## REQUIREMENT
Which lines of the material contain the word "failure"? Show each one.

## MATERIAL TO PROCESS
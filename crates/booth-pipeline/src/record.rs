use serde::{Deserialize, Serialize};

#[derive(Debug, Clone, Serialize, Deserialize, PartialEq, Eq)]
#[serde(tag = "type", rename_all = "snake_case")]
/// Records delivered to the caller, in emission order.
///
/// A successful run emits exactly `Stt` then `Final`; any fatal failure
/// replaces the remaining records with a single terminal `Error`. No record
/// is ever emitted out of order and an error always ends the sequence.
pub enum ReplyRecord {
    /// Progressive-disclosure record: the recognized text, emitted as soon as
    /// recognition completes and before the reply is generated.
    Stt { text: String },
    /// Terminal success record with the reply text and base64 final audio.
    Final {
        reply_text: String,
        audio_base64: String,
    },
    /// Terminal failure record.
    Error { message: String },
}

## ANSWER SECTION
/// A successful run emits exactly `Stt` then `Final`; any fatal failure
    /// Terminal failure record.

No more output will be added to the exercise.